Bill laughed. ‘I’m flattered, only met Doug Randal a couple of times. I must have made an impression.’
‘Can we go?’ Scott said. ‘It’s an early start but you won’t mind that.’
Bill screwed up his face. ‘Don’t think so, cocktails on the river aren’t really my scene. Don’t get me wrong, I like Doug, good bloke. But the company he keeps – media celebrities.’ He shook his head. ‘No, you go and enjoy yourself. I’ll probably take the bike out.’
Scott fiddled uncomfortably with his spoon. ‘Dad?’ he said, keeping his gaze firmly fixed on his saucer.
‘What?’
‘Well, I’m nearly sixteen. Isn’t it about time you told me some things?’
‘You mean stuff like sex? I thought you knew about that.’
Scott’s head jerked up his eyes sparkling. ‘I do. No, it’s not that – it’s everything else – such as why you never mix with people? I mean some of the rules you’ve given me are pretty weird and yet you say you aren’t in danger, but are you? And what are you working on? And why everyone knows me as Scott when my name’s really Sky.’

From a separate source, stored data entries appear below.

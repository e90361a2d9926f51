//! TerminalRenderer: flushes a framebuffer to a real terminal.
//!
//! Frames are diffed against the previous one and only changed runs are
//! written. Mouse capture is enabled while the renderer owns the screen so
//! items can be dragged with the mouse.

use std::io::{self, Write};

use anyhow::{Context, Result};

use crossterm::{
    cursor,
    event::{DisableMouseCapture, EnableMouseCapture},
    style::{
        Attribute, Color, Print, ResetColor, SetAttribute, SetBackgroundColor, SetForegroundColor,
    },
    terminal, QueueableCommand,
};

use crate::fb::{CellStyle, FrameBuffer, Rgb};

pub struct TerminalRenderer {
    stdout: io::Stdout,
    last: Option<FrameBuffer>,
    buf: Vec<u8>,
}

impl TerminalRenderer {
    pub fn new() -> Self {
        Self {
            stdout: io::stdout(),
            last: None,
            buf: Vec::with_capacity(64 * 1024),
        }
    }

    pub fn enter(&mut self) -> Result<()> {
        terminal::enable_raw_mode().context("failed to enable raw mode")?;
        self.buf.clear();
        self.buf.queue(terminal::EnterAlternateScreen)?;
        self.buf.queue(EnableMouseCapture)?;
        self.buf.queue(cursor::Hide)?;
        self.buf.queue(terminal::DisableLineWrap)?;
        self.flush_buf()
    }

    pub fn exit(&mut self) -> Result<()> {
        self.buf.clear();
        self.buf.queue(ResetColor)?;
        self.buf.queue(SetAttribute(Attribute::Reset))?;
        self.buf.queue(DisableMouseCapture)?;
        self.buf.queue(terminal::EnableLineWrap)?;
        self.buf.queue(cursor::Show)?;
        self.buf.queue(terminal::LeaveAlternateScreen)?;
        self.flush_buf()?;
        terminal::disable_raw_mode().context("failed to disable raw mode")?;
        Ok(())
    }

    /// Force the next draw to be a full redraw (after a resize).
    pub fn invalidate(&mut self) {
        self.last = None;
    }

    /// Draw a framebuffer and swap it with the previous frame.
    ///
    /// The caller keeps passing the same `FrameBuffer`; after the call it
    /// holds the frame before last, ready to be overwritten.
    pub fn draw_swap(&mut self, fb: &mut FrameBuffer) -> Result<()> {
        self.buf.clear();
        let mut prev = match self.last.take() {
            Some(prev) if prev.width() == fb.width() && prev.height() == fb.height() => {
                encode_diff_into(&prev, fb, &mut self.buf)?;
                prev
            }
            stale => {
                encode_full_into(fb, &mut self.buf)?;
                let mut prev = stale.unwrap_or_else(|| FrameBuffer::new(0, 0));
                prev.resize(fb.width(), fb.height());
                prev
            }
        };
        self.flush_buf()?;

        std::mem::swap(&mut prev, fb);
        self.last = Some(prev);
        Ok(())
    }

    fn flush_buf(&mut self) -> Result<()> {
        self.stdout.write_all(&self.buf)?;
        self.stdout.flush()?;
        Ok(())
    }
}

impl Default for TerminalRenderer {
    fn default() -> Self {
        Self::new()
    }
}

/// Tracks the active terminal style so unchanged styles are not re-sent.
struct StyleState(Option<CellStyle>);

impl StyleState {
    fn apply(&mut self, out: &mut Vec<u8>, style: CellStyle) -> Result<()> {
        if self.0 == Some(style) {
            return Ok(());
        }
        out.queue(SetForegroundColor(rgb_to_color(style.fg)))?;
        out.queue(SetBackgroundColor(rgb_to_color(style.bg)))?;
        out.queue(SetAttribute(Attribute::Reset))?;
        if style.bold {
            out.queue(SetAttribute(Attribute::Bold))?;
        }
        if style.dim {
            out.queue(SetAttribute(Attribute::Dim))?;
        }
        self.0 = Some(style);
        Ok(())
    }
}

/// Encode a full-frame redraw into `out` without touching stdout.
pub fn encode_full_into(fb: &FrameBuffer, out: &mut Vec<u8>) -> Result<()> {
    out.queue(terminal::Clear(terminal::ClearType::All))?;
    let mut style = StyleState(None);
    for y in 0..fb.height() {
        out.queue(cursor::MoveTo(0, y))?;
        for x in 0..fb.width() {
            let cell = fb.get(x, y).unwrap_or_default();
            style.apply(out, cell.style)?;
            out.queue(Print(cell.ch))?;
        }
    }
    out.queue(ResetColor)?;
    out.queue(SetAttribute(Attribute::Reset))?;
    Ok(())
}

/// Encode only the changed runs between two equally sized frames.
pub fn encode_diff_into(prev: &FrameBuffer, next: &FrameBuffer, out: &mut Vec<u8>) -> Result<()> {
    let mut style = StyleState(None);
    let mut wrote = false;
    for_each_changed_run(prev, next, |x, y, len| {
        wrote = true;
        out.queue(cursor::MoveTo(x, y))?;
        for dx in 0..len {
            let cell = next.get(x + dx, y).unwrap_or_default();
            style.apply(out, cell.style)?;
            out.queue(Print(cell.ch))?;
        }
        Ok(())
    })?;
    if wrote {
        out.queue(ResetColor)?;
        out.queue(SetAttribute(Attribute::Reset))?;
    }
    Ok(())
}

fn rgb_to_color(rgb: Rgb) -> Color {
    Color::Rgb {
        r: rgb.r,
        g: rgb.g,
        b: rgb.b,
    }
}

/// Call `f(x, y, len)` for every horizontal run of cells that differ.
fn for_each_changed_run(
    prev: &FrameBuffer,
    next: &FrameBuffer,
    mut f: impl FnMut(u16, u16, u16) -> Result<()>,
) -> Result<()> {
    if prev.width() != next.width() || prev.height() != next.height() {
        for y in 0..next.height() {
            f(0, y, next.width())?;
        }
        return Ok(());
    }

    let w = next.width() as usize;
    for (y, (a, b)) in prev
        .cells()
        .chunks(w.max(1))
        .zip(next.cells().chunks(w.max(1)))
        .enumerate()
    {
        let mut x = 0;
        while x < w {
            if a[x] == b[x] {
                x += 1;
                continue;
            }
            let start = x;
            while x < w && a[x] != b[x] {
                x += 1;
            }
            f(start as u16, y as u16, (x - start) as u16)?;
        }
    }
    Ok(())
}
//! Waste items and bins.

use arrayvec::ArrayVec;

use crate::types::{
    Category, ItemId, ItemStatus, Rect, BIN_BOTTOM_OFFSET, BIN_COLUMNS, BIN_HEIGHT, BIN_WIDTH,
    WORLD_HEIGHT, WORLD_WIDTH,
};

/// A waste item of the current level.
///
/// Position is not stored here: once released, the physics world owns it.
#[derive(Debug, Clone, Copy, PartialEq)]
pub struct WasteItem {
    pub id: ItemId,
    pub category: Category,
    /// Sprite variant (1-based).
    pub variant: u8,
    /// World x the item is released at.
    pub spawn_x: f32,
    pub status: ItemStatus,
}

impl WasteItem {
    pub fn new(id: ItemId, category: Category, variant: u8, spawn_x: f32) -> Self {
        Self {
            id,
            category,
            variant,
            spawn_x,
            status: ItemStatus::Pending,
        }
    }
}

/// A bin accepting one category.
#[derive(Debug, Clone, Copy, PartialEq)]
pub struct Bin {
    pub category: Category,
    pub region: Rect,
}

/// One bin per category, kept in canonical category order.
#[derive(Debug, Clone, PartialEq)]
pub struct BinSet {
    bins: ArrayVec<Bin, 3>,
}

impl BinSet {
    /// Build from arbitrary bins; order is normalised and duplicates keep the first.
    pub fn new(bins: impl IntoIterator<Item = Bin>) -> Self {
        let mut slots: [Option<Bin>; 3] = [None; 3];
        for bin in bins {
            let slot = &mut slots[bin.category.index()];
            if slot.is_none() {
                *slot = Some(bin);
            }
        }
        Self {
            bins: slots.into_iter().flatten().collect(),
        }
    }

    /// The shipped layout: three 100x250 bins along the bottom edge.
    pub fn standard(world_w: f32, world_h: f32) -> Self {
        Self::new(Category::ALL.iter().zip(BIN_COLUMNS).map(|(&category, column)| Bin {
            category,
            region: Rect::from_center(
                world_w * column,
                world_h - BIN_BOTTOM_OFFSET,
                BIN_WIDTH,
                BIN_HEIGHT,
            ),
        }))
    }

    pub fn iter(&self) -> impl Iterator<Item = &Bin> {
        self.bins.iter()
    }

    pub fn get(&self, category: Category) -> Option<&Bin> {
        self.bins.iter().find(|b| b.category == category)
    }

    pub fn len(&self) -> usize {
        self.bins.len()
    }

    pub fn is_empty(&self) -> bool {
        self.bins.is_empty()
    }
}

impl Default for BinSet {
    fn default() -> Self {
        Self::standard(WORLD_WIDTH, WORLD_HEIGHT)
    }
}
//! Terminal "game renderer" module.
//!
//! A small, game-oriented rendering layer: screens are drawn into a plain
//! framebuffer which is then diffed and flushed to the terminal. No widget
//! toolkit is involved, so the world-to-cell mapping stays under our control
//! and mouse cells can be mapped back to world points exactly.

pub mod fb;
pub mod game_view;
pub mod layout;
pub mod render_throttle;
pub mod renderer;

pub use waste_drop_types as types;

pub use fb::{Cell, CellStyle, FrameBuffer, Rgb};
pub use game_view::GameView;
pub use layout::{PlayfieldLayout, Viewport};
pub use render_throttle::RenderThrottle;
pub use renderer::{encode_diff_into, encode_full_into, TerminalRenderer};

Scott peered into the sheet of mirrored glass tucked behind the door, the only thing to decorate the workroom’s plain cream walls beside two life-sized posters of his dad’s bike.
The first was simply the bike in a blur of red speed. Its caption read: So take the High Road. In the other, the Suzuki had stopped by the side of a lake. Mountains appeared in the background, snow decorating their peaks, with a biker’s helmet lying on the ground. The caption: That’ll do nicely.
Since they were the only things hanging on the walls throughout the entire cottage, Scott had spent time studying them, not certain whether his dad had first seen the posters, and been persuaded to buy the gleaming red monster parked in the garage, or whether the purchase of such a beloved object as his bike, had prompted the posters.
He examined himself in the glass, seeing an ordinary face surrounded by almost shoulder-length fair hair – Sky? His eyes were grey.